L'Assemblée nationale française examine mercredi un texte ambitieux visant à élargir le corps électoral des élections provinciales en Nouvelle-Calédonie, prévu dans moins de six semaines. Si les députés décident de rejeter tous les amendements proposés en commission, une adoption définitive pourrait avoir lieu rapidement.
La question de l'ouverture de ce corps électoral, délicate et particulièrement sensible, a été au cœur des émeutes qui ont frappé l'archipel il y a deux ans, entraînant la mort de 14 personnes et des dégâts matériels évalués à près de deux milliards d'euros. Cette réforme vise à intégrer près de 10 500 Calédoniens qui se voient actuellement privés de leurs droits civiques.
Après plusieurs reports, les élections provinciales, initialement programmées il y a deux ans, se tiendront finalement le 28 juin. Le gouvernement, dirigé par le Premier ministre, mise sur une modification rapide et ciblée du corps électoral, suite à l'échec d'un projet de loi constitutionnel plus ambitieux en début avril.
La réforme repose sur une proposition élaborée par le sénateur calédonien Georges Naturel, représentant le groupe Les Républicains (LR, non-indépendantiste). Ce texte a été largement adopté lundi par le Sénat avec 304 voix pour et 20 contre, à l'exception du groupe communiste qui a voté contre. Sébastien Lecornu, le ministre des Outre-mer, a souligné sa volonté d'éviter le "statu quo", tout en présentant le projet comme un « équilibre » et un « compromis ».
Le texte a reçu un soutien majoritaire lors de son examen en commission des Lois, où tous les amendements ont été rejetés. La droite, l'extrême droite, les macronistes et le Parti socialiste ont voté en faveur, tandis que La France insoumise, les communistes et les écologistes se sont opposés.
Si le texte est voté à l'assemblée ce mercredi, cela signifierait son adoption définitive. Dans le cas contraire, une commission mixte paritaire sera convoquée dès jeudi matin afin de trouver un compromis entre les deux chambres.
- Les conjoints exclus ? -
Le ministre Lecornu devrait être présent pour défendre le texte. Cependant, l'incertitude plane sur le sort d'un amendement proposé, visant à inclure les conjoints unis depuis au moins cinq ans à un électeur dans le corps électoral. En commission, une proposition similaire, portée par l'ancienne ministre Marie Lebec (Renaissance), avait été rejetée par un vote serré.

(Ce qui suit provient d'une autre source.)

//! Session role machine: hosting, joined, promoted after failover or migration.

use std::fmt;
use std::net::SocketAddr;

use crate::identity::ParticipantId;

/// What this instance currently is in its room.
#[derive(Debug, Clone, Copy, PartialEq, Eq, Default)]
pub enum SessionRole {
    #[default]
    Unhosted,
    Hosting,
    Joined,
    /// Took over the room after host loss or a migrate directive. Behaves as `Hosting`.
    PromotedHost,
}

impl SessionRole {
    pub fn is_host(self) -> bool {
        matches!(self, SessionRole::Hosting | SessionRole::PromotedHost)
    }

    pub fn is_active(self) -> bool {
        self != SessionRole::Unhosted
    }
}

impl fmt::Display for SessionRole {
    fn fmt(&self, f: &mut fmt::Formatter<'_>) -> fmt::Result {
        let s = match self {
            SessionRole::Unhosted => "unhosted",
            SessionRole::Hosting => "host",
            SessionRole::Joined => "peer",
            SessionRole::PromotedHost => "promoted host",
        };
        f.write_str(s)
    }
}

/// Room session state. Immutable once created except for the file limit.
#[derive(Debug, Clone, PartialEq, Eq)]
pub struct RoomInfo {
    /// Ten decimal digits.
    pub code: String,
    pub name: String,
    /// Empty for an open room.
    pub password: String,
    pub file_limit_mb: u64,
}

impl RoomInfo {
    /// Whether a JOIN password admits the peer. Exact match; an open room expects an empty one.
    pub fn admits(&self, password: &str) -> bool {
        self.password == password
    }

    pub fn file_limit_bytes(&self) -> u64 {
        self.file_limit_mb.saturating_mul(1024 * 1024)
    }
}

/// The elected failover target, with the address the host observed for it.
#[derive(Debug, Clone, PartialEq, Eq)]
pub struct SecondaryHost {
    pub identity: ParticipantId,
    pub addr: Option<SocketAddr>,
}

/// What a peer does once its host has gone silent for too long.
#[derive(Debug, Clone, Copy, PartialEq, Eq)]
pub enum FailoverDecision {
    /// This instance is the designee: take over without re-joining.
    Promote,
    /// Point at the designee and send JOIN again.
    Redirect(SocketAddr),
    /// No usable designation; stay disconnected until the host is heard again.
    Stranded,
}

#[derive(Debug, thiserror::Error, PartialEq, Eq)]
pub enum RoleError {
    #[error("session already active as {0}")]
    AlreadyActive(SessionRole),
    #[error("operation needs a joined peer, this instance is {0}")]
    NotJoined(SessionRole),
    #[error("no room accepted yet")]
    NoRoom,
}

#[derive(Debug, Default)]
pub struct RoleMachine {
    role: SessionRole,
    room: Option<RoomInfo>,
    /// Host address while joined.
    target: Option<SocketAddr>,
    join_password: String,
    secondary: Option<SecondaryHost>,
}

impl RoleMachine {
    pub fn new() -> Self {
        Self::default()
    }

    pub fn role(&self) -> SessionRole {
        self.role
    }

    pub fn room(&self) -> Option<&RoomInfo> {
        self.room.as_ref()
    }

    pub fn target(&self) -> Option<SocketAddr> {
        self.target
    }

    pub fn join_password(&self) -> &str {
        &self.join_password
    }

    pub fn secondary(&self) -> Option<&SecondaryHost> {
        self.secondary.as_ref()
    }

    /// `Unhosted → Hosting`.
    pub fn start_hosting(&mut self, room: RoomInfo) -> Result<(), RoleError> {
        if self.role.is_active() {
            return Err(RoleError::AlreadyActive(self.role));
        }
        self.role = SessionRole::Hosting;
        self.room = Some(room);
        self.target = None;
        self.secondary = None;
        Ok(())
    }

    /// `Unhosted → Joined`, pointed at `target`.
    pub fn start_joined(&mut self, target: SocketAddr, password: &str) -> Result<(), RoleError> {
        if self.role.is_active() {
            return Err(RoleError::AlreadyActive(self.role));
        }
        self.role = SessionRole::Joined;
        self.target = Some(target);
        self.join_password = password.to_owned();
        self.room = None;
        self.secondary = None;
        Ok(())
    }

    /// Record the room a host admitted us to. The password is the one we joined with.
    pub fn accept_room(&mut self, code: String, name: String, file_limit_mb: u64) -> Result<&RoomInfo, RoleError> {
        if self.role != SessionRole::Joined {
            return Err(RoleError::NotJoined(self.role));
        }
        let room = self.room.insert(RoomInfo {
            code,
            name,
            password: self.join_password.clone(),
            file_limit_mb,
        });
        Ok(&*room)
    }

    pub fn set_file_limit(&mut self, mb: u64) {
        if let Some(room) = self.room.as_mut() {
            room.file_limit_mb = mb;
        }
    }

    /// Replace the secondary-host designation.
    pub fn designate_secondary(&mut self, secondary: SecondaryHost) {
        self.secondary = Some(secondary);
    }

    pub fn is_secondary(&self, me: &ParticipantId) -> bool {
        self.secondary.as_ref().is_some_and(|s| s.identity == *me)
    }

    /// `Joined → PromotedHost`. Keeps the room learned from ACCEPT; the designation is spent.
    pub fn promote(&mut self) -> Result<&RoomInfo, RoleError> {
        if self.role != SessionRole::Joined {
            return Err(RoleError::NotJoined(self.role));
        }
        let Some(room) = self.room.as_ref() else {
            return Err(RoleError::NoRoom);
        };
        self.role = SessionRole::PromotedHost;
        self.target = None;
        self.secondary = None;
        Ok(room)
    }

    /// Point a joined peer at a new host.
    pub fn redirect(&mut self, target: SocketAddr) -> Result<(), RoleError> {
        if self.role != SessionRole::Joined {
            return Err(RoleError::NotJoined(self.role));
        }
        self.target = Some(target);
        Ok(())
    }

    /// Decide the failover path once the host is declared lost.
    pub fn on_host_lost(&self, me: &ParticipantId) -> FailoverDecision {
        if self.role != SessionRole::Joined {
            return FailoverDecision::Stranded;
        }
        match &self.secondary {
            Some(s) if s.identity == *me => {
                if self.room.is_some() {
                    FailoverDecision::Promote
                } else {
                    FailoverDecision::Stranded
                }
            }
            // A designee living at the lost address is the lost host.
            Some(SecondaryHost { addr: Some(addr), .. }) if Some(*addr) != self.target => {
                FailoverDecision::Redirect(*addr)
            }
            _ => FailoverDecision::Stranded,
        }
    }

    /// Back to `Unhosted`; drops room, target and designation.
    pub fn reset(&mut self) {
        *self = Self::default();
    }
}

Le rapporteur LR Philippe Gosselin s'est exprimé contre cet amendement, soulignant le risque de compromettre l'équilibre fragile du texte. Le PS considère l'inclusion des conjoints comme un point crucial, menaçant de voter contre la réforme si cet amendement est adopté. Arthur Delaporte, député PS, a exhorté le gouvernement à renoncer à cet amendement, affirmant qu'il n'avait pas réussi à convaincre.
La ministre des Outre-mer, Naïma Moutchou, a défendu cette inclusion en affirmant que les conjoints représentent une part essentielle de la population kalédonienne, ancrée sur le territoire.
Ce scrutin provincial est d'une importance majeure pour l'archipel, les trois provinces exerçant de nombreuses compétences. Le corps électoral actuel est "gelé", limitant l'accès aux personnes ayant résidé dix ans en 1998 ainsi que leurs descendants. Avec le temps, cette situation a conduit à l'exclusion d'environ 17% des Calédoniens, contre 8% en 1998, comme l'a souligné M. Lecornu. Cette distorsion pose des questions importantes sur l'universalité et l'égalité du droit de vote.
Le débat sur l'élargissement du corps électoral divise les indépendantistes et les non-indépendantistes, ces derniers appelant à l'égalité devant le suffrage, tandis que les premiers craignent une dilution du vote kanak.